Stuxnet-like attacks beckon as 50 new Scada threats discovered

Cyber criminals appear to be ramping up their interest in industrial control systems after research from application security management firm Idappcom found 52 new threats in March targeted at supervisory control and data acquisition (Scada) systems of the sort hit by the infamous Stuxnet worm.

Tony Haywood, chief technology officer at Idappcom, told V3.co.uk that hackers could be going for the systems as they are typically less well defended than more mainstream public facing IT systems.

Scada systems are typically found in a variety of industrial plants ranging from water and waste treatment to food and pharmaceuticals and even nuclear power plants.

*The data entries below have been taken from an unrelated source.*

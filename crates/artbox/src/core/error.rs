//! Core error types for the batch tools
//!
//! This module defines the error type shared by the SVG resolver and the image tools.

use std::path::PathBuf;

use thiserror::Error;

/// Core error types for batch processing
#[derive(Error, Debug)]
pub enum ArtboxError {
    #[error("Markup error: {message} at byte {position}")]
    Markup { message: String, position: u64 },

    #[error("Malformed gradient stop: gradient '{gradient}' has a single stop without stop-color")]
    MalformedGradientStop { gradient: String },

    #[error("Atlas error: {message}")]
    Atlas { message: String },

    #[error("Unsupported format: '{extension}'")]
    UnsupportedFormat { extension: String },

    #[error("Not an 8-bit RGBA image: {}", path.display())]
    NotRgba { path: PathBuf },

    #[error("Invalid pattern '{pattern}': {message}")]
    InvalidPattern { pattern: String, message: String },

    #[error("External command failed: {command}: {message}")]
    Command { command: String, message: String },

    #[error("Nothing to process: {what}")]
    EmptyInput { what: String },

    #[error("Image error: {source}")]
    Image {
        #[from]
        source: image::ImageError,
    },

    #[error("IO error: {source}")]
    Io {
        #[from]
        source: std::io::Error,
    },
}

impl ArtboxError {
    /// Create a new markup error
    pub fn markup(message: impl Into<String>, position: u64) -> Self {
        Self::Markup {
            message: message.into(),
            position,
        }
    }

    /// Create a new malformed-stop error for the given gradient id
    pub fn malformed_stop(gradient: impl Into<String>) -> Self {
        Self::MalformedGradientStop {
            gradient: gradient.into(),
        }
    }

    /// Create a new atlas error
    pub fn atlas(message: impl Into<String>) -> Self {
        Self::Atlas {
            message: message.into(),
        }
    }

    /// Create a new unsupported-format error
    pub fn unsupported_format(extension: impl Into<String>) -> Self {
        Self::UnsupportedFormat {
            extension: extension.into(),
        }
    }

    /// Create a new external-command error
    pub fn command(command: impl Into<String>, message: impl Into<String>) -> Self {
        Self::Command {
            command: command.into(),
            message: message.into(),
        }
    }

    /// Create a new empty-input error
    pub fn empty_input(what: impl Into<String>) -> Self {
        Self::EmptyInput { what: what.into() }
    }
}

impl From<quick_xml::Error> for ArtboxError {
    fn from(err: quick_xml::Error) -> Self {
        Self::markup(err.to_string(), 0)
    }
}

impl From<serde_json::Error> for ArtboxError {
    fn from(err: serde_json::Error) -> Self {
        Self::atlas(err.to_string())
    }
}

As such, they play a vital role in the monitoring and production of key products and services, and could represent an attractive target for hacktivists seeking notoriety, or cyber criminals looking to extort money by threatening to disrupt the systems.

"We quickly realised this was too much of a significant blip to be an anomaly. It may be an indicator towards a worrying trend," said Haywood.

"Our records go back to 2004 and I've never recorded any sort of significant blip on the radar in an area like this previously."

Many of the exploits discovered by Idappcom centre around denial-of-service attacks directly targeting input validation techniques, which are able to repeatedly bring control systems to a halt, he explained.

Scada systems are often at greater risk because they are connected to legacy operating systems such as Windows 95 for which there are no service packs or automatic updates.

"These systems are clearly not being monitored and maintained by network infrastructure teams," Haywood said. "They are not updating or service packing them or showing them the same attention as their public facing services."